Yeah, I’ll admit it. When I first started writing this blog a little over a year ago, I was a mess. I was so stuck in my trauma I couldn’t move forward. I had big dreams, but I felt like I was constantly trying to pull myself out of quicksand.
Cut to a year later, and I’m livin’ the life. My new business is doing great, my health is better than it’s been in years, and we’re living in a beautiful new home. Oh, and my family and friends are the best — top-notch, I’d say. Better than anyone else’s. Don’t fight me on this ’cause you’ll lose.
Well, okay, so what created such a dramatic shift in a year’s time? And through a pandemic, no less? I mean, I’ve been out of Scientology for 13 years, right? I was “doing the work” all that time, wasn’t I?
I mean, I spent 12 of those years watching and reading about others’ experiences. Talking to ex-Scientology friends. Getting involved in the anti-Scientology websites and social media pages.
But I was still having the nightmares. I was still filled with so much anxiety that I had to be medicated. That’s no diss to meds, by the way — they saved me when I needed saving. Now, I’m cool without them. But if I need them again, I’ll be the first one to ask for them.
So… what changed? Did I get therapy? Nope. I’m still gun-shy about all that, based on my 20 years of sitting in front of another person and telling them my life story and expecting to be helped — sucker! Again, no diss on therapy. I’ve seen it help so many people.
OK, so without therapy, did I just all of a sudden wake up one day and things were better? Again, nope. All I did differently was to write about it — a LOT. And THAT was the secret for me.
Writing = pain? Maybe, but not forever.
Remember this scene in the movie “Something’s Gotta Give?” Erica (Diane Keaton) just broke up with Harry (Jack Nicholson) and can’t stop the waterworks as she’s writing a play about it. Boy, can I relate — not to the breaking-up-with-a-boyfriend part, but a breakup just the same.
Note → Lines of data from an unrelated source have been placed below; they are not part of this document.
async fn run_provider(ctx: TaskCtx, job: ProviderJob) {
    let name = job.provider.name().to_string();
    let emit = |progress: Progress| {
        // The receiver only disappears once the run loop is done with us.
        let _ = ctx.tx.send(ProviderEvent {
            provider: name.clone(),
            progress,
        });
    };

    let _permit = tokio::select! {
        p = ctx.permits.clone().acquire_owned() => match p {
            Ok(p) => p,
            Err(_) => return,
        },
        _ = ctx.cancel.cancelled() => return,
    };

    // Fetching
    emit(Progress::State(ProviderState::Fetching));
    let fetched = tokio::select! {
        r = job.provider.fetch() => r,
        _ = ctx.cancel.cancelled() => return,
    };
    let mut records = match fetched {
        Ok(records) => records,
        Err(e) => {
            warn!(target: "ingest", provider = %name, error = %e, "provider fetch failed");
            counter!("ingest_provider_errors_total", "provider" => name.clone(), "kind" => e.code())
                .increment(1);
            emit(Progress::Error(RecordError::new("provider", e.report_reason())));
            emit(Progress::State(ProviderState::Failed(e.code().to_string())));
            return;
        }
    };
    emit(Progress::Fetched(records.len()));
    if let Some(cap) = job.max_items {
        if records.len() > cap {
            // Keep the newest; records without a usable timestamp go last.
            records.sort_by_key(|r| Reverse(r.timestamp()));
            emit(Progress::Filtered(records.len() - cap));
            records.truncate(cap);
        }
    }
    if ctx.cancel.is_cancelled() {
        return;
    }

    // Normalizing
    emit(Progress::State(ProviderState::Normalizing));
    let batch = ctx.normalizer.normalize_batch(&records, &name, Utc::now());
    emit(Progress::Normalized(batch.items.len()));
    let mut filtered = 0usize;
    for r in batch.rejected {
        if r.reason.is_filter() {
            filtered += 1;
            continue;
        }
        debug!(target: "ingest", provider = %name, record = %r.record_ref, reason = %r.reason, "record rejected");
        counter!("ingest_rejected_total", "provider" => name.clone()).increment(1);
        emit(Progress::Error(RecordError::new(r.record_ref, r.reason.as_str())));
    }
    if filtered > 0 {
        emit(Progress::Filtered(filtered));
    }
    if ctx.cancel.is_cancelled() {
        return;
    }

    // Classifying
    emit(Progress::State(ProviderState::Classifying));
    let mut kinds: Vec<ContentKind> = batch.items.iter().map(|it| it.kind).collect();
    kinds.sort_by_key(|k| k.as_str());
    kinds.dedup();
    let mut existing = HashMap::new();
    for kind in kinds {
        let listed = tokio::select! {
            r = tokio::time::timeout(ctx.settings.store_timeout, ctx.store.list_existing_keys(kind)) => r,
            _ = ctx.cancel.cancelled() => return,
        };
        match listed {
            Ok(Ok(keys)) => existing.extend(keys),
            Ok(Err(e)) => return fail_listing(&emit, &name, e),
            Err(_) => {
                let e = StoreError::Timeout(ctx.settings.store_timeout.as_millis() as u64);
                return fail_listing(&emit, &name, e);
            }
        }
    }
    let mut titles = HashMap::new();
    if batch.items.iter().any(|it| it.kind == ContentKind::Article) {
        let listed = tokio::select! {
            r = tokio::time::timeout(ctx.settings.store_timeout, ctx.store.list_article_titles(&name)) => r,
            _ = ctx.cancel.cancelled() => return,
        };
        match listed {
            Ok(Ok(t)) => titles = t,
            Ok(Err(e)) => return fail_listing(&emit, &name, e),
            Err(_) => {
                let e = StoreError::Timeout(ctx.settings.store_timeout.as_millis() as u64);
                return fail_listing(&emit, &name, e);
            }
        }
    }
    let mut writes = Vec::new();
    let mut skipped = 0usize;
    let mut dedup = Deduplicator::new(existing).with_titles(titles);
    for (item, decision) in dedup.decide_all(batch.items) {
        match decision {
            Decision::Skip => skipped += 1,
            _ => writes.push((item, decision)),
        }
    }
    if skipped > 0 {
        counter!("ingest_skipped_total", "provider" => name.clone()).increment(skipped as u64);
        emit(Progress::Skipped(skipped));
    }
    if writes.is_empty() {
        emit(Progress::State(ProviderState::Done));
        return;
    }
    if ctx.cancel.is_cancelled() {
        return;
    }

    // Writing
    emit(Progress::State(ProviderState::Writing));
    let concurrency = ctx.settings.write_concurrency.max(1);
    let mut outcomes = stream::iter(writes)
        .map(|(item, decision)| write_one(&ctx, &name, item, decision))
        .buffer_unordered(concurrency);
    let (mut written, mut failed, mut dropped) = (0usize, 0usize, 0usize);
    while let Some(outcome) = outcomes.next().await {
        match outcome {
            WriteOutcome::Written(decision) => {
                written += 1;
                if decision == Decision::Create {
                    counter!("ingest_created_total", "provider" => name.clone()).increment(1);
                    emit(Progress::Created);
                } else {
                    counter!("ingest_updated_total", "provider" => name.clone()).increment(1);
                    emit(Progress::Updated);
                }
            }
            WriteOutcome::Failed(err) => {
                failed += 1;
                emit(Progress::Error(err));
            }
            WriteOutcome::Cancelled => dropped += 1,
        }
    }
    if dropped > 0 {
        return;
    }

    if written == 0 && failed > 0 {
        emit(Progress::State(ProviderState::Failed(
            "store-write-failed".to_string(),
        )));
    } else {
        emit(Progress::State(ProviderState::Done));
    }
}

fn fail_listing(emit: &impl Fn(Progress), provider: &str, e: StoreError) {
    warn!(target: "ingest", provider = %provider, error = %e, "store listing failed");
    emit(Progress::Error(RecordError::new("store", format!("{}: {e}", e.code()))));
    emit(Progress::State(ProviderState::Failed(e.code().to_string())));
}

/// Reports a write whose future was dropped mid store call (task aborted):
/// the store may or may not have applied it.
struct InFlightWrite<'a> {
    tx: &'a mpsc::UnboundedSender<ProviderEvent>,
    provider: &'a str,
    natural_key: &'a str,
    settled: bool,
}

impl Drop for InFlightWrite<'_> {
    fn drop(&mut self) {
        if self.settled {
            return;
        }
        warn!(target: "ingest", natural_key = %self.natural_key, "write cut off; outcome unknown");
        let _ = self.tx.send(ProviderEvent {
            provider: self.provider.to_string(),
            progress: Progress::Error(RecordError::new(self.natural_key, "write-outcome-unknown")),
        });
    }
}

/// Create/Update one item under its key lock. Checks for cancellation before
/// starting, never in the middle of a store call.
async fn write_one(
    ctx: &TaskCtx,
    provider: &str,
    item: ContentItem,
    decision: Decision,
) -> WriteOutcome {
    if ctx.cancel.is_cancelled() {
        return WriteOutcome::Cancelled;
    }
    let _guard = ctx.locks.lock(&item.natural_key).await;
    // The budget may have fired while we waited for the key.
    if ctx.cancel.is_cancelled() {
        return WriteOutcome::Cancelled;
    }
    let mut in_flight = InFlightWrite {
        tx: &ctx.tx,
        provider,
        natural_key: &item.natural_key,
        settled: false,
    };
    let call = async {
        match decision {
            Decision::Create => ctx.store.create(&item).await,
            Decision::Update => ctx.store.update(&item.natural_key, &item).await,
            Decision::Skip => Ok(()),
        }
    };
    let result = match tokio::time::timeout(ctx.settings.store_timeout, call).await {
        Ok(r) => r,
        Err(_) => Err(StoreError::Timeout(
            ctx.settings.store_timeout.as_millis() as u64
        )),
    };
    in_flight.settled = true;
    drop(in_flight);
    match result {
        Ok(()) => {
            debug!(target: "ingest", natural_key = %item.natural_key, ?decision, "item written");
            WriteOutcome::Written(decision)
        }
        Err(e) => {
            warn!(target: "ingest", natural_key = %item.natural_key, error = %e, "store write failed");
            let reason = format!("{}: {e}", e.code());
            WriteOutcome::Failed(RecordError::new(item.natural_key, reason))
        }
    }
}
The whole reason I started writing this blog was that I couldn’t keep the pain bottled up anymore. Once I got past the fear and began writing, it was like I’d taken my finger out of a hole in the Hoover Dam: It just came exploding out of me. After a few months of this, I moved from the blog to writing a book — sorry about that, by the way. I know you’ve been waiting for the next installment.
I’ve been writing my book for the better part of this pandemic-filled year. It pulls no punches on my experiences before, during, and after Scientology. It was also the hardest thing I’ve ever had to write — and I used to write up to 18 hours a day about the glories of Scientology when I was in the Sea Org, so that’s saying something!
There were some chapters that were so tough, I could only write a few sentences before having to get up and walk away. Those were the ones that took the most time. But they were also the ones I really needed to write for my mental health.
Now, I’m on the third draft of the book — editing is basically rewriting, you know — and I’ve noticed something interesting: I’ll go back through a super tough chapter and start editing it, and realize that I feel just fine as I’m reading through what I wrote. Understand, these were chapters where I would get physically ill while writing them. Now, I was just looking at them and reworking them with a detached viewpoint. No pain, no grief, no nothing.
What the hell? Where did all that trauma go? Apparently, trauma lessens if you write about it. It did for me, anyway. So of course, I had to research this because… well, I’m a writer…
Writing to heal — who knew? Ummm… everyone.
My research didn’t take very long. When I typed in “Writing to Heal” I got 134 million Google results. So yeah, it’s a thing. The basic concept is this: By writing about traumatic experiences, in a free-form, pen-to-paper, journaly way, you can:
- organize your thoughts around the experience and give meaning to it;
- understand your emotions and be able to regulate them better;
- break free of the endless mental recycling of the event (brood much? I did);
- reduce stress and strengthen your immune system.
There’s probably more, but that was what I found after a quick search. I have to say, journaling wasn’t a new concept to me. I’m just not a journaler. I’ve never kept a diary for more than a few days, even as an angsty teenager. I don’t keep a daily journal now.
I can’t say I haven’t tried, because I most certainly have. I always wanted to be one of those “longhand” writers. But it just never seems to come out fast enough for me.
Good thing I have a trusty laptop, right? I can pound away on the keyboard, and get all those thoughts out as fast as I have them. But hey, that’s me.
Who knows? Maybe someday I’ll be able to write longhand for more than a brief stint. But if I can’t, does it really matter? Does it make me less of a writer? Less of a deep thinker? Nah.
What I can say for sure is that writing about my trauma has healed me in a way that no amount of talking about it could have. It’s helped me to make sense of it all, to see the benefits from my experiences, and to move on.
Now, nothing can hold me back. There’s no more “can’t do it”, “not good enough”, “don’t deserve it” left. I’m pursuing my dreams with enthusiasm and gratitude.
As Irene Cara said, “What a feeling.”